Pekiyi de ben bunu nereden çıkarttım? En evvele ben AKP’li değil liberalim. Bu sebeple de, iyi bir izleyiciyim. Ben bunu çok önceden çıkarttım. Sonra da beklediğim işaretler de art arda gelmeye başladı. Zîra, e-muhtıra da şapkasını alıp gitmeyen biri, Ergenekon davasının arkasında duran bir devlet iradesi, PKK karşısında yerinden bile kımıldamaz. Bu gerçek böylece biline. O Rejisör, bu filmin jeneriğinde, zaten o ilk günden beri, bu filmin eski filmler gibi hiç olmayacağını, olamayacağını, tüm Türk milletine anlatmıştı. Ama bu gerçeği, bu milletten çok az kişi anladı. Sebep de çok basit.

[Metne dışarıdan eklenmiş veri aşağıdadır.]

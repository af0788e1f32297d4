// src/middleware/i18n.rs

use axum::{
    extract::{FromRef, FromRequestParts},
    http::{header, request::Parts},
};

use crate::common::i18n::{I18nStore, DEFAULT_LANG};

/// Idioma das mensagens de erro, negociado contra os idiomas do `I18nStore`.
#[derive(Debug, Clone, PartialEq, Eq)]
pub struct Locale(pub String);

/// Primeiro idioma do `Accept-Language` (em ordem de peso) que o store conhece.
///
/// Só o subtag primário conta: "pt-BR" casa com "pt".
pub fn negotiate(accept_language: Option<&str>, store: &I18nStore) -> String {
    accept_language
        .map(accept_language::parse)
        .unwrap_or_default()
        .into_iter()
        .filter_map(|tag| tag.split('-').next().map(str::to_lowercase))
        .find(|lang| store.supports(lang))
        .unwrap_or_else(|| DEFAULT_LANG.to_string())
}

impl<S> FromRequestParts<S> for Locale
where
    I18nStore: FromRef<S>,
    S: Send + Sync,
{
    type Rejection = std::convert::Infallible;

    async fn from_request_parts(parts: &mut Parts, state: &S) -> Result<Self, Self::Rejection> {
        let store = I18nStore::from_ref(state);
        let header = parts
            .headers
            .get(header::ACCEPT_LANGUAGE)
            .and_then(|value| value.to_str().ok());

        Ok(Locale(negotiate(header, &store)))
    }
}

#[cfg(test)]
mod tests {
    use super::*;

    #[test]
    fn picks_first_supported_language_by_weight() {
        let store = I18nStore::new();

        assert_eq!(negotiate(Some("pt-BR,pt;q=0.9,en;q=0.8"), &store), "pt");
        // Francês não tem mensagens; o próximo aceito é o português
        assert_eq!(negotiate(Some("fr-FR, pt;q=0.5"), &store), "pt");
        assert_eq!(negotiate(Some("en;q=0.3, PT-br;q=0.7"), &store), "pt");
    }

    #[test]
    fn falls_back_to_english() {
        let store = I18nStore::new();

        assert_eq!(negotiate(None, &store), "en");
        assert_eq!(negotiate(Some("de, fr;q=0.5"), &store), "en");
        assert_eq!(negotiate(Some(""), &store), "en");
    }
}
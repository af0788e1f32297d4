// src/common/serde_utils.rs

use serde::{Deserialize, Deserializer};

/// Distingue campo ausente (`None`) de `null` explícito (`Some(None)`).
///
/// Use com `#[serde(default, deserialize_with = "...")]` para que uma atualização parcial
/// consiga limpar colunas opcionais.
pub fn double_option<'de, D, T>(deserializer: D) -> Result<Option<Option<T>>, D::Error>
where
    T: Deserialize<'de>,
    D: Deserializer<'de>,
{
    Option::<T>::deserialize(deserializer).map(Some)
}
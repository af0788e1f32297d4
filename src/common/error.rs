// src/common/error.rs

use axum::{
    http::StatusCode,
    response::{IntoResponse, Response},
    Json,
};
use serde_json::json;
use thiserror::Error;
use uuid::Uuid;

use crate::{
    common::i18n::I18nStore,
    engine::{PricingError, StoreError},
    middleware::i18n::Locale,
};

#[derive(Debug, Error)]
pub enum AppError {
    #[error("Erro de validação")]
    ValidationError(#[from] validator::ValidationErrors),

    // Erros do motor de comissão
    #[error(transparent)]
    Pricing(#[from] PricingError),

    #[error("Tier {0} não encontrado")]
    TierNotFound(Uuid),

    #[error("Já existe um tier ativo com prioridade {0}")]
    DuplicateTierPriority(i32),

    #[error("Override {0} não encontrado")]
    OverrideNotFound(Uuid),

    #[error("Vendedor {0} não encontrado")]
    VendorNotFound(Uuid),

    #[error("Reserva {0} não encontrada")]
    BookingNotFound(Uuid),

    #[error("Reserva {0} já possui comissão congelada")]
    BookingAlreadyPriced(Uuid),

    #[error("Erro de banco de dados: {0}")]
    DatabaseError(#[from] sqlx::Error),

    // Falha do armazenamento vinda do motor (varredura)
    #[error(transparent)]
    Store(#[from] StoreError),

    // Variante genérica para qualquer outro erro inesperado
    #[error("Erro interno do servidor: {0}")]
    InternalServerError(#[from] anyhow::Error),
}

// O erro que de fato sai na resposta HTTP, já traduzido
#[derive(Debug)]
pub struct ApiError {
    pub status: StatusCode,
    pub message: String,
}

impl AppError {
    /// Chave no I18nStore + detalhe opcional anexado à mensagem.
    fn message_key(&self) -> (&'static str, Option<String>) {
        match self {
            AppError::ValidationError(errors) => ("validation_failed", Some(errors.to_string())),
            AppError::Pricing(err) => match err {
                PricingError::NoTiersConfigured => ("no_tiers_configured", None),
                PricingError::ManualTierNotFound(id) => ("manual_tier_not_found", Some(id.to_string())),
                PricingError::InvalidGrossAmount(amount) => ("invalid_gross_amount", Some(amount.to_string())),
                PricingError::MisconfiguredSharedSplit { tourist, vendor } => {
                    ("misconfigured_shared_split", Some(format!("{tourist} + {vendor}")))
                }
                PricingError::OverrideAmbiguous { service_id, .. } => ("override_ambiguous", Some(service_id.to_string())),
                PricingError::FeeExceedsGrossAmount { fee, gross } => {
                    ("fee_exceeds_gross_amount", Some(format!("{fee} > {gross}")))
                }
                PricingError::InvalidOverride(reason) => ("invalid_override", Some(reason.clone())),
                PricingError::InvalidTier(reason) => ("invalid_tier", Some(reason.clone())),
            },
            AppError::TierNotFound(id) => ("tier_not_found", Some(id.to_string())),
            AppError::DuplicateTierPriority(priority) => ("duplicate_tier_priority", Some(priority.to_string())),
            AppError::OverrideNotFound(id) => ("override_not_found", Some(id.to_string())),
            AppError::VendorNotFound(id) => ("vendor_not_found", Some(id.to_string())),
            AppError::BookingNotFound(id) => ("booking_not_found", Some(id.to_string())),
            AppError::BookingAlreadyPriced(id) => ("booking_already_priced", Some(id.to_string())),
            AppError::DatabaseError(_) | AppError::Store(_) | AppError::InternalServerError(_) => {
                ("internal_error", None)
            }
        }
    }

    pub fn status_code(&self) -> StatusCode {
        match self {
            AppError::ValidationError(_) => StatusCode::UNPROCESSABLE_ENTITY,
            AppError::Pricing(PricingError::NoTiersConfigured) => StatusCode::SERVICE_UNAVAILABLE,
            AppError::Pricing(_) => StatusCode::BAD_REQUEST,
            AppError::DuplicateTierPriority(_) | AppError::BookingAlreadyPriced(_) => StatusCode::CONFLICT,
            AppError::TierNotFound(_)
            | AppError::OverrideNotFound(_)
            | AppError::VendorNotFound(_)
            | AppError::BookingNotFound(_) => StatusCode::NOT_FOUND,
            AppError::DatabaseError(_) | AppError::Store(_) | AppError::InternalServerError(_) => {
                StatusCode::INTERNAL_SERVER_ERROR
            }
        }
    }

    pub fn to_api_error(&self, locale: &Locale, i18n: &I18nStore) -> ApiError {
        let status = self.status_code();
        if status.is_server_error() {
            // O detalhe vai para o log, nunca para o cliente
            tracing::error!(error = %self, "Erro Interno do Servidor");
        }

        let (key, detail) = self.message_key();
        let mut message = i18n.translate(&locale.0, key);
        if let Some(detail) = detail.filter(|_| !status.is_server_error()) {
            message = format!("{message} ({detail})");
        }

        ApiError { status, message }
    }
}

impl IntoResponse for ApiError {
    fn into_response(self) -> Response {
        let body = Json(json!({ "error": self.message }));
        (self.status, body).into_response()
    }
}
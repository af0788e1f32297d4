// src/engine.rs
//
// Motor de comissão e tiers. Tudo aqui é cálculo puro sobre um snapshot
// lido do banco, exceto a varredura de tiers manuais expirados, que recebe
// o armazenamento por trait.

pub mod calculator;
pub mod error;
pub mod manual_tier;
pub mod money;
pub mod service_override;
pub mod tier_catalog;
pub mod tier_resolver;

pub use calculator::{EngineSettings, PricingEngine};
pub use error::{PricingError, StoreError};
pub use manual_tier::{
    effective_tier, recompute_assignment, sweep_expired_manual_tiers, EffectiveTier,
    ManualTierStore, SweepError, SweepReport, TierAssignment, TierSource,
};
pub use service_override::active_override_for;
pub use tier_catalog::TierCatalog;
pub use tier_resolver::{is_eligible, resolve_automatic_tier, DEFAULT_FALLBACK_TIER};

#[cfg(test)]
pub(crate) mod fixtures;
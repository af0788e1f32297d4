// src/common.rs

pub mod error;
pub mod i18n;
pub mod serde_utils;
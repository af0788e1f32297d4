//! Service override administration tests.

mod common;

use common::{at, TestApp};
use rust_decimal_macros::dec;
use tourism_pricing::{
    common::error::AppError,
    engine::PricingError,
    models::pricing::{CommissionType, FeePayer, NewServicePricingOverride},
};
use uuid::Uuid;

fn override_input(service_id: Uuid, payer: FeePayer) -> NewServicePricingOverride {
    NewServicePricingOverride {
        service_id,
        override_type: CommissionType::Percentage,
        override_value: dec!(15),
        fee_payer: payer,
        tourist_percentage: None,
        vendor_percentage: None,
        effective_from: at(1),
        effective_until: Some(at(20)),
        created_by: "ops@tourism.app".to_string(),
    }
}

#[tokio::test]
async fn create_override_records_auditor() {
    let app = TestApp::spawn().await;
    let service_id = Uuid::new_v4();

    let created = app
        .overrides
        .create_override(override_input(service_id, FeePayer::Tourist))
        .await
        .expect("Failed to create override");

    assert!(created.override_enabled);
    assert_eq!(created.created_by, "ops@tourism.app");

    let listed = app.overrides.list_for_service(service_id).await.unwrap();
    assert_eq!(listed.len(), 1);
    assert_eq!(listed[0].id, created.id);
}

#[tokio::test]
async fn shared_split_must_sum_to_hundred() {
    let app = TestApp::spawn().await;
    let mut input = override_input(Uuid::new_v4(), FeePayer::Shared);
    input.tourist_percentage = Some(dec!(30));
    input.vendor_percentage = Some(dec!(60));

    let result = app.overrides.create_override(input).await;

    assert!(matches!(
        result,
        Err(AppError::Pricing(PricingError::MisconfiguredSharedSplit { .. }))
    ));
}

#[tokio::test]
async fn shared_split_requires_both_percentages() {
    let app = TestApp::spawn().await;
    let mut input = override_input(Uuid::new_v4(), FeePayer::Shared);
    input.tourist_percentage = Some(dec!(100));

    let result = app.overrides.create_override(input).await;

    assert!(result.is_err());
}

#[tokio::test]
async fn override_window_must_be_ordered() {
    let app = TestApp::spawn().await;
    let mut input = override_input(Uuid::new_v4(), FeePayer::Vendor);
    input.effective_until = Some(at(1));

    let result = app.overrides.create_override(input).await;

    assert!(matches!(
        result,
        Err(AppError::Pricing(PricingError::InvalidOverride(_)))
    ));
}

#[tokio::test]
async fn disable_unknown_override_is_not_found() {
    let app = TestApp::spawn().await;

    let result = app.overrides.disable_override(Uuid::new_v4()).await;

    assert!(matches!(result, Err(AppError::OverrideNotFound(_))));
}
// src/lib.rs

pub mod common;
pub mod config;
pub mod db;
pub mod docs;
pub mod engine;
pub mod handlers;
pub mod middleware;
pub mod models;
pub mod services;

Biz Demirel, Baykal, Bahçeli, Yılmaz ve de darbeli türden, üstü yanık altı kavruk, fırında siyaset sütlacına alışmışız. Önümüze maytaplı, mumlu, çok renkli pasta gelince, durumu tam kavrayamadık. Takiye zannettik. Ve de takiye naraları atmaya başladık. Hele Baykal, istikbâli hiç göremeyip, ya da görmeyi istemeyip, son günlerde dahî, Rejisör ile “-Kasımpaşalı” diye alay bile etti. Ancak, Baykal’ın gözünden kaçırdığı bir mesele vardı ki; Onun küçümsediği o Kasımpaşa, Şişli, Nişantaşı, Osmanbey, Harbiye, Taksim, Galatasaray, Şişhane, Tophane, Karaköy, Eminönü, Beyazıt, Aksaray, Fatih, Halici’in karşı yakası ve dahasının kültür potansiyeline, en fazla On dakika mesafede bir yerdi. Kendisinin şehri ise, Ankara’ya bile İstanbul’dan uzaktı. Ve zaten onun için, tüm siyaset hayatında, rulet oynamaktan başka bir derdi de, çaresi de, bilgisi de olmadı, olamadı. Ancak bu yazımda meselem, asla Baykal değil tabii. Baykal’ın sadece son incisi, çizmeyi de aşarak, bir siyasetçiye yakışmayacak şekilde, Rejisörü vatan hainliği ile suçlaması oldu. Diğer tüm konuşmaları da çok abes olmakla birlikte, tarih bugünleri yazarken, tabi hainlerden bahis edecektir. Ancak, bu hain/hainler zannımca ve asla AKP’den birileri olmayacaktır. Zira AKP’lilerin, kendilerine sürekli atılan ama ispat edilemeyen, tüm çamurlara karşın, her konuda düzgün kalmaya, müthiş özen gösterdikleri de inkâr edilemez bir gerçektir.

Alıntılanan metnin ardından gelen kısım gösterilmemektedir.